Work task> Reproduce, exactly, the lines of the material below from the line containing "use crate::paper::PaperSize;" through the line containing "shell keeps alive.", with both end lines included and nothing else.

▼

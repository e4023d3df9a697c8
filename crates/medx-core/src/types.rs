//! # Shell Types
//!
//! Types shared between the supervisor, the print pipeline and the UI.
//!
//! ## Type Overview
//! ```text
//! ┌─────────────────────────────────────────────────────────────────────────┐
//! │                          Shell Types                                    │
//! │                                                                         │
//! │  ┌─────────────────┐   ┌─────────────────┐   ┌─────────────────┐       │
//! │  │  ServiceRole    │   │  ProcessState   │   │  ServiceStatus  │       │
//! │  │  ─────────────  │   │  ─────────────  │   │  ─────────────  │       │
//! │  │  Backend :8000  │   │  NotRunning     │   │  role, state    │       │
//! │  │  License :8001  │   │  Spawning       │   │  restarts       │       │
//! │  └─────────────────┘   │  Running{pid}   │   │  port, log      │       │
//! │                        │  Exited{code}   │   └─────────────────┘       │
//! │                        │  CrashLooped    │                              │
//! │                        └─────────────────┘                              │
//! │                                                                         │
//! │  ┌─────────────────┐   ┌─────────────────┐   ┌─────────────────┐       │
//! │  │  PrinterInfo    │   │  PrintRequest   │   │  PrintOutcome   │       │
//! │  │  name, default  │   │  html, silent   │   │  ok, reason     │       │
//! │  │  status, desc   │   │  device, paper  │   │  debug          │       │
//! │  └─────────────────┘   └─────────────────┘   └─────────────────┘       │
//! └─────────────────────────────────────────────────────────────────────────┘
//! ```

use serde::{Deserialize, Serialize};
use ts_rs::TS;

use crate::paper::PaperSize;
use crate::{BACKEND_PORT, LICENSE_PORT};

// =============================================================================
// Service Role
// =============================================================================

/// A local service the shell keeps alive.
#[derive(Debug, Clone, Copy, PartialEq, Eq, Hash, Serialize, Deserialize, TS)]
#[serde(rename_all = "lowercase")]
#[ts(export)]
pub enum ServiceRole {
    /// The clinic REST backend. Essential.
    Backend,
    /// The license server. Optional.
    License,
}

impl ServiceRole {
    /// Every role, in start order.
    pub const ALL: [ServiceRole; 2] = [ServiceRole::Backend, ServiceRole::License];

    /// Port the service is expected to answer on.
    pub fn port(self) -> u16 {
        match self {
            ServiceRole::Backend => BACKEND_PORT,
            ServiceRole::License => LICENSE_PORT,
        }
    }

    /// Stable lowercase name (log file names, events).
    pub fn as_str(self) -> &'static str {
        match self {
            ServiceRole::Backend => "backend",
            ServiceRole::License => "license",
        }
    }
}

impl std::fmt::Display for ServiceRole {
    fn fmt(&self, f: &mut std::fmt::Formatter<'_>) -> std::fmt::Result {
        f.write_str(self.as_str())
    }
}

// =============================================================================
// Process State
// =============================================================================

/// Lifecycle state of one managed service.
///
/// ```text
/// NotRunning ──spawn──► Spawning ──ok──► Running ──exit──► Exited
///      ▲                    │                                 │
///      └──── spawn error ───┘        budget exhausted ──► CrashLooped
/// ```
#[derive(Debug, Clone, Copy, PartialEq, Eq, Default, Serialize, Deserialize, TS)]
#[serde(tag = "state", rename_all = "camelCase")]
#[ts(export)]
pub enum ProcessState {
    #[default]
    NotRunning,
    Spawning,
    Running { pid: Option<u32> },
    Exited { code: Option<i32> },
    CrashLooped,
}

impl ProcessState {
    /// True while a child process may be alive.
    pub fn is_active(self) -> bool {
        matches!(self, ProcessState::Spawning | ProcessState::Running { .. })
    }
}

/// Snapshot of one role, as shown in the UI.
#[derive(Debug, Clone, PartialEq, Eq, Serialize, Deserialize, TS)]
#[serde(rename_all = "camelCase")]
#[ts(export)]
pub struct ServiceStatus {
    pub role: ServiceRole,
    pub state: ProcessState,
    pub port: u16,
    /// Automatic restarts inside the current window.
    pub restarts_in_window: u32,
    /// False while the role is intentionally not supervised.
    pub watched: bool,
    pub log_path: Option<String>,
}

// =============================================================================
// Printing
// =============================================================================

/// A printer as reported by the host.
#[derive(Debug, Clone, PartialEq, Eq, Serialize, Deserialize, TS)]
#[serde(rename_all = "camelCase")]
#[ts(export)]
pub struct PrinterInfo {
    pub name: String,
    pub display_name: String,
    pub is_default: bool,
    pub status: Option<i32>,
    pub description: Option<String>,
}

impl PrinterInfo {
    /// Normalizes raw host fields: an empty display name falls back to the
    /// device name.
    pub fn normalized(
        name: impl Into<String>,
        display_name: Option<String>,
        is_default: bool,
        status: Option<i32>,
        description: Option<String>,
    ) -> Self {
        let name = name.into();
        let display_name = display_name
            .filter(|d| !d.trim().is_empty())
            .unwrap_or_else(|| name.clone());
        PrinterInfo {
            name,
            display_name,
            is_default,
            status,
            description,
        }
    }
}

/// How a silent print job is delivered to the driver.
#[derive(Debug, Clone, Copy, PartialEq, Eq, Default, Serialize, Deserialize, TS)]
#[serde(rename_all = "lowercase")]
#[ts(export)]
pub enum PrintMode {
    /// Print the HTML directly.
    #[default]
    Html,
    /// Rasterize to PNG first (drivers that mishandle HTML paint).
    Image,
}

impl std::fmt::Display for PrintMode {
    fn fmt(&self, f: &mut std::fmt::Formatter<'_>) -> std::fmt::Result {
        match self {
            PrintMode::Html => f.write_str("html"),
            PrintMode::Image => f.write_str("image"),
        }
    }
}

fn default_true() -> bool {
    true
}

/// Payload of `print_html`.
#[derive(Debug, Clone, PartialEq, Serialize, Deserialize, TS)]
#[serde(rename_all = "camelCase")]
#[ts(export)]
pub struct PrintRequest {
    #[serde(default)]
    pub html: String,

    /// Silent hardware print (default) or the host print dialog.
    #[serde(default = "default_true")]
    pub silent: bool,

    #[serde(default)]
    pub device_name: Option<String>,

    #[serde(default)]
    pub paper_size: Option<PaperSize>,

    /// Percent, clamped to 10..=200.
    #[serde(default)]
    pub scale_factor: Option<f64>,

    #[serde(default)]
    pub mode: PrintMode,
}

impl PrintRequest {
    /// A silent HTML print with no device or paper preference.
    pub fn silent_html(html: impl Into<String>) -> Self {
        PrintRequest {
            html: html.into(),
            silent: true,
            device_name: None,
            paper_size: None,
            scale_factor: None,
            mode: PrintMode::Html,
        }
    }

    /// Device name, treating blank as "system default".
    pub fn device(&self) -> Option<&str> {
        self.device_name
            .as_deref()
            .map(str::trim)
            .filter(|d| !d.is_empty())
    }
}

/// Diagnostics returned with every print result.
#[derive(Debug, Clone, PartialEq, Eq, Default, Serialize, Deserialize, TS)]
#[serde(rename_all = "camelCase")]
#[ts(export)]
pub struct PrintDebug {
    pub device_name: Option<String>,
    pub paper_size: Option<PaperSize>,
    pub width_microns: Option<u32>,
    pub height_microns: Option<u32>,
    pub mode: PrintMode,
}

/// Result of `print_html`.
#[derive(Debug, Clone, PartialEq, Eq, Serialize, Deserialize, TS)]
#[serde(rename_all = "camelCase")]
#[ts(export)]
pub struct PrintOutcome {
    pub ok: bool,
    pub failure_reason: String,
    pub debug: PrintDebug,
}

impl PrintOutcome {
    /// A failed outcome with the given reason.
    pub fn failed(reason: impl Into<String>, debug: PrintDebug) -> Self {
        PrintOutcome {
            ok: false,
            failure_reason: reason.into(),
            debug,
        }
    }
}

#[cfg(test)]
mod tests {
    use super::*;

    #[test]
    fn test_role_ports() {
        assert_eq!(ServiceRole::Backend.port(), 8000);
        assert_eq!(ServiceRole::License.port(), 8001);
        assert_eq!(ServiceRole::License.to_string(), "license");
    }

    #[test]
    fn test_process_state_serialization() {
        let json = serde_json::to_value(ProcessState::Running { pid: Some(42) }).unwrap();
        assert_eq!(json["state"], "running");
        assert_eq!(json["pid"], 42);
        assert!(ProcessState::Spawning.is_active());
        assert!(!ProcessState::CrashLooped.is_active());
    }

    #[test]
    fn test_print_request_defaults() {
        let req: PrintRequest = serde_json::from_str(r#"{"html":"<p>x</p>"}"#).unwrap();
        assert!(req.silent);
        assert_eq!(req.mode, PrintMode::Html);
        assert_eq!(req.paper_size, None);
        assert_eq!(req.device(), None);

        let req: PrintRequest = serde_json::from_str(
            r#"{"html":"","silent":false,"deviceName":"  XP-80 ","paperSize":"58","mode":"image"}"#,
        )
        .unwrap();
        assert!(!req.silent);
        assert_eq!(req.device(), Some("XP-80"));
        assert_eq!(req.paper_size, Some(PaperSize::Mm58));
        assert_eq!(req.mode, PrintMode::Image);
    }

    #[test]
    fn test_printer_display_name_fallback() {
        let p = PrinterInfo::normalized("XP-58", Some("".into()), true, Some(0), None);
        assert_eq!(p.display_name, "XP-58");
        let json = serde_json::to_value(&p).unwrap();
        assert_eq!(json["displayName"], "XP-58");
        assert_eq!(json["isDefault"], true);
    }
}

▲

Result of the exercise>
use crate::paper::PaperSize;
use crate::{BACKEND_PORT, LICENSE_PORT};

// =============================================================================
// Service Role
// =============================================================================

/// A local service the shell keeps alive.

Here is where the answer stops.